Rebel wrote:I like to present a page for starters how to test a chess engine with limited hardware. I am interested in some feedback for further improvement.

http://www.top-5000.nl/tuning.htm

Hi Ed,

All your pages are valuable resources to the computer chess community. Another good page.

I have a comment on one thing you said:

Code: Select all

Understanding LOS
 
LOS means&#58; Likelihood of superiority.
 
A LOS of 95% means that the match result statiscally ensures a 95% certainty the version is superior, it does not say anything about the elo gain, just that you have a certainty of 95% the version is better than 0.00001 elo.
 
Among the programmers &#40;I think by now&#41; there is a kind of consensus that 95% is the norm to keep provided enough games are played. "Enough" is still undefined but 5000 games seems to be lower limit currently and I tend to agree.
 
The latter automatically moves us to the final and important chapter, when do you terminate a runing match? A couple of advices&#58;
 
Don't give up too early on a version. A 40-60 score after 100 games statistically means nothing. After 500 games if the result is still 40% it's high time to terminate.

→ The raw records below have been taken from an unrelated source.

//! Alert dispatch.
//!
//! Turns monitor events into collaborator calls: chime bursts, the
//! continuous alarm tone and titled notifications. Collaborators sit
//! behind traits so the CLI can plug in real audio while tests record
//! calls.
//!
//! Dispatch is fire-and-forget. Once the engine has emitted an event it
//! counts as fired; a collaborator failure is logged and swallowed so the
//! session keeps running.

use std::time::Duration;

use tracing::warn;

use crate::countdown::format_clock;
use crate::error::AlertError;
use crate::events::Event;

/// Number of chimes in the pre-ritual warning burst.
pub const WARNING_CHIME_REPEATS: usize = 6;
/// Spacing between warning chimes.
pub const WARNING_CHIME_SPACING: Duration = Duration::from_millis(700);

/// Tone output.
pub trait AudioSink {
    /// Play `repeats` short chimes, `spacing` apart. Returns once the
    /// burst has been scheduled; it need not block for its duration.
    fn play_chime_burst(&mut self, repeats: usize, spacing: Duration) -> Result<(), AlertError>;

    /// Start the continuous alarm tone. It keeps sounding until
    /// [`stop_alarm`](Self::stop_alarm).
    fn start_alarm(&mut self) -> Result<(), AlertError>;

    /// Silence the continuous alarm. Must be a no-op when nothing plays.
    fn stop_alarm(&mut self);
}

/// Titled message delivery (system notification, terminal banner, ...).
pub trait Notifier {
    fn notify(&mut self, title: &str, body: &str) -> Result<(), AlertError>;
}

/// Title and body for events that present an alert. Shared by the visual
/// banner and the notification path.
pub fn alert_text(event: &Event) -> Option<(String, String)> {
    match event {
        Event::WarningFired { lead_minutes, .. } => Some((
            "Bedtime routine soon".to_string(),
            format!("{lead_minutes} minutes until ritual start."),
        )),
        Event::RitualAlarmFired {
            lights_out,
            sleep_minutes,
            ..
        } => Some((
            "Start your bedtime routine.".to_string(),
            format!(
                "Goal: lights out by {} for {} minutes of sleep.",
                format_clock(lights_out),
                sleep_minutes
            ),
        )),
        Event::LightsOutAlarmFired { wake, .. } => Some((
            "Lights out.".to_string(),
            format!(
                "This is your planned sleep start time to wake at {}.",
                format_clock(wake)
            ),
        )),
        _ => None,
    }
}

/// Maps monitor events to audio and notification effects.
pub struct AlertDispatcher {
    audio: Box<dyn AudioSink>,
    notifier: Box<dyn Notifier>,
    notify_enabled: bool,
}

impl AlertDispatcher {
    pub fn new(audio: Box<dyn AudioSink>, notifier: Box<dyn Notifier>, notify_enabled: bool) -> Self {
        Self {
            audio,
            notifier,
            notify_enabled,
        }
    }

    /// Notification opt-in. Audio is unaffected.
    pub fn set_notify_enabled(&mut self, enabled: bool) {
        self.notify_enabled = enabled;
    }

    /// React to a monitor event. Never fails; collaborator errors are
    /// logged and dropped.
    pub fn handle(&mut self, event: &Event) {
        match event {
            Event::WarningFired { .. } => {
                if let Err(err) = self
                    .audio
                    .play_chime_burst(WARNING_CHIME_REPEATS, WARNING_CHIME_SPACING)
                {
                    warn!(%err, "warning chime burst failed");
                }
            }
            Event::RitualAlarmFired { .. } | Event::LightsOutAlarmFired { .. } => {
                if let Err(err) = self.audio.start_alarm() {
                    warn!(%err, "alarm tone failed to start");
                }
            }
            Event::WakeReached { .. } | Event::MonitorStopped { .. } => {
                self.audio.stop_alarm();
            }
            Event::MonitorStarted { .. } | Event::PlanRefreshed { .. } => {}
        }

        if let Some((title, body)) = alert_text(event) {
            self.post(&title, &body);
        }
    }

    /// Silence the alarm without touching the monitor: a dismissed ritual
    /// alarm still leaves the lights-out alarm armed.
    pub fn dismiss(&mut self) {
        self.audio.stop_alarm();
    }

    fn post(&mut self, title: &str, body: &str) {
        if !self.notify_enabled {
            return;
        }
        if let Err(err) = self.notifier.notify(title, body) {
            warn!(%err, "notification dropped");
        }
    }
}
//! Monitor state machine.
//!
//! The monitor is wall-clock based and caller-driven: it performs no side
//! effects and spawns no threads. The caller invokes `tick(now)` on a
//! coarse cadence and dispatches the returned events.
//!
//! ## State Transitions
//!
//! ```text
//! Idle -> Armed -> Idle (wake reached or stopped)
//! ```
//!
//! ## Usage
//!
//! ```ignore
//! let mut engine = MonitorEngine::new(input, 10);
//! let started = engine.start(Local::now())?;
//! // In a loop:
//! for event in engine.tick(Local::now()) {
//!     dispatcher.handle(&event);
//! }
//! ```

use chrono::{DateTime, Duration, Local};
use serde::{Deserialize, Serialize};

use super::plan::{compute_plan, Plan, PlanInput};
use crate::error::ValidationError;
use crate::events::Event;

#[derive(Debug, Clone, Copy, PartialEq, Eq, Serialize, Deserialize)]
#[serde(rename_all = "lowercase")]
pub enum MonitorState {
    Idle,
    Armed,
}

/// One-shot markers for the current armed session.
///
/// Each flips false -> true at most once per session; arming afresh
/// clears all three.
#[derive(Debug, Clone, Copy, Default, PartialEq, Eq, Serialize, Deserialize)]
pub struct FiredMarkers {
    pub warning: bool,
    pub ritual_alarm: bool,
    pub lights_out_alarm: bool,
}

/// Core monitor state machine.
///
/// Owns the active plan, the fired markers and the warning lead time.
/// At most one plan is active at a time; markers are meaningful only
/// relative to it.
#[derive(Debug, Clone, Serialize, Deserialize)]
pub struct MonitorEngine {
    input: PlanInput,
    warning_lead_minutes: i64,
    plan: Option<Plan>,
    fired: FiredMarkers,
    state: MonitorState,
}

impl MonitorEngine {
    pub fn new(input: PlanInput, warning_lead_minutes: i64) -> Self {
        Self {
            input,
            warning_lead_minutes,
            plan: None,
            fired: FiredMarkers::default(),
            state: MonitorState::Idle,
        }
    }

    // ── Queries ──────────────────────────────────────────────────────

    pub fn state(&self) -> MonitorState {
        self.state
    }

    pub fn is_armed(&self) -> bool {
        self.state == MonitorState::Armed
    }

    pub fn plan(&self) -> Option<&Plan> {
        self.plan.as_ref()
    }

    pub fn fired(&self) -> FiredMarkers {
        self.fired
    }

    pub fn input(&self) -> &PlanInput {
        &self.input
    }

    pub fn warning_lead_minutes(&self) -> i64 {
        self.warning_lead_minutes
    }

    // ── Commands ─────────────────────────────────────────────────────

    /// Arm the monitor. Recomputes the plan from the current inputs; on a
    /// validation error nothing changes. This is the sole entry into
    /// `Armed`, and the only operation that clears all fired markers.
    pub fn start(&mut self, now: DateTime<Local>) -> Result<Event, ValidationError> {
        let plan = compute_plan(&self.input, now)?;
        let event = Event::MonitorStarted {
            ritual_start: plan.ritual_start,
            lights_out: plan.lights_out,
            wake: plan.wake,
            at: now,
        };
        self.plan = Some(plan);
        self.fired = FiredMarkers::default();
        self.state = MonitorState::Armed;
        tracing::debug!("monitor armed");
        Ok(event)
    }

    /// Advance the state machine against the wall clock. Returns the
    /// events that fired, in order; empty when not armed.
    ///
    /// The ritual and lights-out alarms may both fire from one tick when
    /// the ritual is short relative to the tick interval; each is an
    /// independent one-shot.
    pub fn tick(&mut self, now: DateTime<Local>) -> Vec<Event> {
        if self.state != MonitorState::Armed {
            return Vec::new();
        }
        let Some(plan) = self.plan.clone() else {
            return Vec::new();
        };
        let mut events = Vec::new();

        // Warning window closes at ritual start, so the check runs first.
        if self.warning_lead_minutes > 0 && !self.fired.warning {
            let warning_time = plan.ritual_start - Duration::minutes(self.warning_lead_minutes);
            if warning_time <= now && now < plan.ritual_start {
                self.fired.warning = true;
                events.push(Event::WarningFired {
                    lead_minutes: self.warning_lead_minutes,
                    ritual_start: plan.ritual_start,
                    at: now,
                });
            }
        }

        if !self.fired.ritual_alarm && now >= plan.ritual_start {
            self.fired.ritual_alarm = true;
            events.push(Event::RitualAlarmFired {
                lights_out: plan.lights_out,
                sleep_minutes: plan.sleep_minutes,
                at: now,
            });
        }

        if !self.fired.lights_out_alarm && now >= plan.lights_out {
            self.fired.lights_out_alarm = true;
            events.push(Event::LightsOutAlarmFired {
                wake: plan.wake,
                at: now,
            });
        }

        if now >= plan.wake {
            self.state = MonitorState::Idle;
            events.push(Event::WakeReached { at: now });
            tracing::debug!("wake instant reached, monitor disarmed");
        }

        events
    }

    /// Disarm the monitor. Safe to call at any time, including before
    /// `start`, and repeatedly. A fresh display-only plan replaces the
    /// session's plan so the idle view never shows the session that just
    /// ended; if the current inputs fail validation the old plan stays.
    pub fn stop(&mut self, now: DateTime<Local>) -> Event {
        self.state = MonitorState::Idle;
        match compute_plan(&self.input, now) {
            Ok(plan) => self.plan = Some(plan),
            Err(err) => tracing::warn!(%err, "plan not refreshed on stop"),
        }
        Event::MonitorStopped { at: now }
    }

    /// Recompute the display plan from the current inputs. While armed
    /// the active session keeps its plan and a copy of it is returned.
    pub fn preview(&mut self, now: DateTime<Local>) -> Result<Plan, ValidationError> {
        if self.state == MonitorState::Armed {
            if let Some(plan) = &self.plan {
                return Ok(plan.clone());
            }
        }
        let plan = compute_plan(&self.input, now)?;
        self.plan = Some(plan.clone());
        Ok(plan)
    }

    /// Outside an armed session, transparently replace a plan whose wake
    /// instant has passed. Armed sessions run their course; the wake
    /// check in [`tick`](Self::tick) terminates them.
    pub fn refresh_if_stale(&mut self, now: DateTime<Local>) -> Option<Event> {
        if self.state == MonitorState::Armed {
            return None;
        }
        if !self.plan.as_ref().is_some_and(|p| p.is_stale(now)) {
            return None;
        }
        match compute_plan(&self.input, now) {
            Ok(plan) => {
                let wake = plan.wake;
                self.plan = Some(plan);
                Some(Event::PlanRefreshed { wake, at: now })
            }
            Err(err) => {
                tracing::warn!(%err, "stale plan could not be recomputed");
                None
            }
        }
    }

    /// Replace the plan inputs. An armed session keeps the plan it
    /// started with; the new inputs take effect at the next start,
    /// preview or staleness refresh.
    pub fn set_input(&mut self, input: PlanInput) {
        self.input = input;
    }

    /// Change the warning lead time. The warning marker is re-cleared so
    /// the warning can fire under the new lead even mid-session; the
    /// alarm markers keep their one-shot state.
    pub fn set_warning_lead(&mut self, minutes: i64) {
        self.warning_lead_minutes = minutes;
        self.fired.warning = false;
    }
}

Don't accept changes even with a LOS of 95% before 1000 games.

Larry and I have come to appreciate that the biggest factor in making steady progress is more that just the error bars. If you test 20 changes and honor the error margins you can still easily produce a regression when comparing the initial version to the version after the 20 changes. We assume you kept some of those changes and rejected others. I don't know if this is addressed anywhere in scientific testing methodology but chaining "improvements" together like this is not a very reliable way to test. I know this goes way beyond the scope of your article.

The reason is that given some number of candidate versions to test, your success will have a lot more to do with the percentage of those candidates that happen to represent good changes. And it's not simply because you make faster progress when you have more good changes although that of course is always good.

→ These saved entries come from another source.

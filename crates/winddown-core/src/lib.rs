//! # Winddown Core Library
//!
//! Core logic for Winddown, a reverse alarm clock: instead of waking you
//! up, it works backward from your wake time and tells you when to start
//! winding down and when to turn the lights off.
//!
//! ## Architecture
//!
//! - **Plan Calculator**: pure backward computation of the ritual-start,
//!   lights-out and wake instants, with day rollover
//! - **Monitor**: a wall-clock state machine that requires the caller to
//!   periodically invoke `tick()`; it emits one-shot events for the
//!   early warning, both alarms and the automatic stop at wake time
//! - **Alert dispatch**: trait seams for the audio and notification
//!   collaborators; their failures degrade silently
//! - **Storage**: TOML-based preference persistence
//!
//! ## Key Components
//!
//! - [`MonitorEngine`]: core monitor state machine
//! - [`compute_plan`]: plan calculator
//! - [`AlertDispatcher`]: event-to-effect mapping
//! - [`Config`]: preference management

pub mod alert;
pub mod countdown;
pub mod error;
pub mod events;
pub mod monitor;
pub mod storage;

pub use alert::{AlertDispatcher, AudioSink, Notifier};
pub use error::{AlertError, ConfigError, CoreError, ValidationError};
pub use events::Event;
pub use monitor::{compute_plan, FiredMarkers, MonitorEngine, MonitorState, Plan, PlanInput};
pub use storage::Config;
//! Core error types for winddown-core.
//!
//! Nothing here is fatal to a running session: validation errors block
//! arming the monitor, configuration errors fall back to defaults, and
//! alert errors are swallowed at the dispatch layer.

use std::path::PathBuf;
use thiserror::Error;

/// Core error type for winddown-core.
#[derive(Error, Debug)]
pub enum CoreError {
    /// Configuration-related errors
    #[error("Configuration error: {0}")]
    Config(#[from] ConfigError),

    /// Validation errors
    #[error("Validation error: {0}")]
    Validation(#[from] ValidationError),

    /// Alert delivery errors
    #[error("Alert error: {0}")]
    Alert(#[from] AlertError),

    /// IO errors
    #[error("IO error: {0}")]
    Io(#[from] std::io::Error),

    /// Generic errors with context
    #[error("{0}")]
    Custom(String),
}

/// Configuration-specific errors.
#[derive(Error, Debug)]
pub enum ConfigError {
    /// Failed to load configuration
    #[error("Failed to load configuration from {path}: {message}")]
    LoadFailed { path: PathBuf, message: String },

    /// Failed to save configuration
    #[error("Failed to save configuration to {path}: {message}")]
    SaveFailed { path: PathBuf, message: String },

    /// Invalid configuration value
    #[error("Invalid configuration value for '{key}': {message}")]
    InvalidValue { key: String, message: String },

    /// Unknown configuration key
    #[error("Unknown configuration key: {0}")]
    UnknownKey(String),

    /// Data directory could not be prepared
    #[error("Failed to prepare data directory: {0}")]
    DataDir(String),
}

/// Validation errors. Reported synchronously at plan-computation time;
/// they block arming a session and change no state.
#[derive(Error, Debug)]
pub enum ValidationError {
    /// Invalid value
    #[error("Invalid value for '{field}': {message}")]
    InvalidValue { field: String, message: String },
}

/// Alert collaborator errors. Never block the monitor core.
#[derive(Error, Debug)]
pub enum AlertError {
    /// Audio backend missing or blocked
    #[error("Audio backend unavailable: {0}")]
    AudioUnavailable(String),

    /// Notification capability missing or denied
    #[error("Notifications unavailable: {0}")]
    NotificationUnavailable(String),

    /// Delivery attempted but failed
    #[error("Alert delivery failed: {0}")]
    DeliveryFailed(String),
}

/// Result type alias for CoreError
pub type Result<T, E = CoreError> = std::result::Result<T, E>;
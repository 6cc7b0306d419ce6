use tracing_subscriber::EnvFilter;

/// Routes `tracing` output to stderr. `RUST_LOG` wins over `--verbose`.
pub fn init(verbose: bool) {
    let filter = EnvFilter::try_from_default_env().unwrap_or_else(|_| {
        if verbose {
            EnvFilter::new("spark=debug")
        } else {
            EnvFilter::new("spark=info")
        }
    });

    let _ = tracing_subscriber::fmt()
        .with_env_filter(filter)
        .with_target(false)
        .without_time()
        .with_writer(std::io::stderr)
        .try_init();
}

Suppose you have 50 versions and 10 of them are improvements. Somebody else starts with the same program and makes 20 versions that also have 10 improvements. We assume that the 10 improvements in both cases are of equal magnitude. You test the 20, one version at a time and are very careful to honor the error margins and use good testing methodologies. The "other guy" tests his 50 versions one version at a time and he is very careful to obey the error margins and use good testing methods. In theory both of you rejected all the bad versions and kept the 10 good versions and in the end come up with the same total improvement. Right?

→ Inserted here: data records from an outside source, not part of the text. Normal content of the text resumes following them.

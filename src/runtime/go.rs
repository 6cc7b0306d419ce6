use super::{placeholder, replace_top_level, Download, Platform, Runtime};
use crate::error::SparkError;
use crate::shell::EnvPatch;
use crate::version::{sort_descending, VersionRecord};
use regex::Regex;
use std::collections::BTreeSet;
use std::path::{Path, PathBuf};
use std::sync::OnceLock;

pub const HOME_VAR: &str = "GOROOT";
pub const PATH_VAR: &str = "GOPATH";

fn row_pattern() -> &'static Regex {
    static PATTERN: OnceLock<Regex> = OnceLock::new();
    PATTERN.get_or_init(|| {
        Regex::new(
            r"<tr[^>]*>\s*<td[^>]*>\s*<a[^>]*>([^<]+)</a>\s*</td>\s*<td[^>]*>([^<]*)</td>\s*<td[^>]*>[^<]*</td>\s*<td[^>]*>[^<]*</td>\s*<td[^>]*>([^<]*)</td>\s*<td[^>]*>\s*<tt>([^<]*)</tt>\s*</td>\s*</tr>",
        )
        .expect("download row pattern compiles")
    })
}

fn probe_pattern() -> &'static Regex {
    static PATTERN: OnceLock<Regex> = OnceLock::new();
    PATTERN.get_or_init(|| {
        Regex::new(r"go\d+\.\d+(?:\.\d+)?(?:(?:rc|beta)\d+)?").expect("probe pattern compiles")
    })
}

/// Go toolchains scraped from the download page's file table.
pub struct Go {
    platform: Platform,
}

impl Go {
    pub fn new(platform: Platform) -> Self {
        Self { platform }
    }

    fn goos(&self) -> Result<&'static str, SparkError> {
        match self.platform.os {
            "linux" => Ok("linux"),
            "macos" => Ok("darwin"),
            "windows" => Ok("windows"),
            "freebsd" => Ok("freebsd"),
            _ => Err(self.platform.unsupported()),
        }
    }

    fn goarch(&self) -> Result<&'static str, SparkError> {
        match self.platform.arch {
            "x86_64" => Ok("amd64"),
            "x86" => Ok("386"),
            "aarch64" => Ok("arm64"),
            "arm" => Ok("armv6l"),
            "powerpc64" => Ok("ppc64le"),
            "s390x" => Ok("s390x"),
            _ => Err(self.platform.unsupported()),
        }
    }

    fn ext(&self) -> &'static str {
        if self.platform.is_windows() {
            "zip"
        } else {
            "tar.gz"
        }
    }

    /// `.linux-amd64.tar.gz` and friends.
    fn file_suffix(&self) -> Result<String, SparkError> {
        Ok(format!(".{}-{}.{}", self.goos()?, self.goarch()?, self.ext()))
    }
}

impl Runtime for Go {
    fn name(&self) -> &'static str {
        "go"
    }

    fn display_name(&self) -> &'static str {
        "Go"
    }

    fn prefix(&self) -> &'static str {
        "go"
    }

    fn executable(&self, version_dir: &Path) -> PathBuf {
        let name = if self.platform.is_windows() { "go.exe" } else { "go" };
        version_dir.join("bin").join(name)
    }

    fn bin_dirs(&self, version_dir: &Path) -> Vec<PathBuf> {
        vec![version_dir.join("bin")]
    }

    fn probe_command(&self) -> (&'static str, &'static [&'static str]) {
        ("go", &["version"])
    }

    fn parse_probe(&self, output: &str) -> Option<String> {
        probe_pattern()
            .find(output)
            .map(|found| found.as_str().to_string())
    }

    fn catalog_url(&self, mirror: &str) -> String {
        mirror.to_string()
    }

    fn parse_catalog(&self, body: &str) -> Result<Vec<VersionRecord>, SparkError> {
        let suffix = self.file_suffix()?;
        let mut seen = BTreeSet::new();
        let mut records = Vec::new();

        for caps in row_pattern().captures_iter(body) {
            let name = caps[1].trim();
            let Some(label) = name.strip_suffix(suffix.as_str()) else {
                continue;
            };
            if !caps[2].trim().eq_ignore_ascii_case("archive") {
                continue;
            }
            let Some(semantic) = self.parse(label) else {
                continue;
            };
            if !seen.insert(label.to_string()) {
                continue;
            }
            let mut record = VersionRecord::new(label, semantic);
            record.size = Some(caps[3].trim().to_string()).filter(|size| !size.is_empty());
            record.checksum = Some(caps[4].trim().to_string()).filter(|sum| !sum.is_empty());
            record.platform_tags.insert(suffix.trim_start_matches('.').to_string());
            records.push(record);
        }

        sort_descending(&mut records);
        Ok(records)
    }

    fn download(&self, mirror: &str, tag: &str) -> Result<Download, SparkError> {
        let base_name = format!("{tag}.{}-{}", self.goos()?, self.goarch()?);
        let ext = self.ext();
        Ok(Download {
            url: format!("{mirror}{base_name}.{ext}"),
            tag: tag.to_string(),
            base_name,
            ext,
        })
    }

    fn rename_entry(&self, download: &Download, entry: &str) -> Option<String> {
        replace_top_level(entry, "go", &download.tag)
    }

    fn home_var(&self) -> &'static str {
        HOME_VAR
    }

    fn env_patch(&self, symlink: &Path) -> EnvPatch {
        let gopath = std::env::var(PATH_VAR)
            .ok()
            .filter(|value| !value.trim().is_empty())
            .map(PathBuf::from)
            .unwrap_or_else(|| crate::utils::expand_home("~/go"));

        let mut patch = EnvPatch::default();
        patch.set(HOME_VAR, symlink.display().to_string());
        patch.set(PATH_VAR, gopath.display().to_string());
        patch.add_path(placeholder(HOME_VAR, &["bin"]));
        patch.add_path(placeholder(PATH_VAR, &["bin"]));
        patch
    }
}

In PRACTICE it doesn't work that way. In PRACTICE you will both conclude that some of the regressions are actually improvements because that is just the nature of the beast - we are operating within a certain noise threshold and it become impractical to run hundreds of thousands of games to resolve tiny differences. They guy that had to test 50 versions will have kept more regressions and will have made less total progress.

What is the solution? One solution is to make sure that at least half of your ideas are good

Other than that, I have no solution but you can minimize the problem and as a result of these findings Larry and I have modified our testing methodology. We now often run over 100,000 games and rarely less than 50,000. We don't keep anything that is a close call unless we have strong reason to believe that it cannot be bad. For example if we find a way to gain a slight speedup without risk we know it is a good thing even if the test is really close. Then test in this case is more of a sanity check against bugs.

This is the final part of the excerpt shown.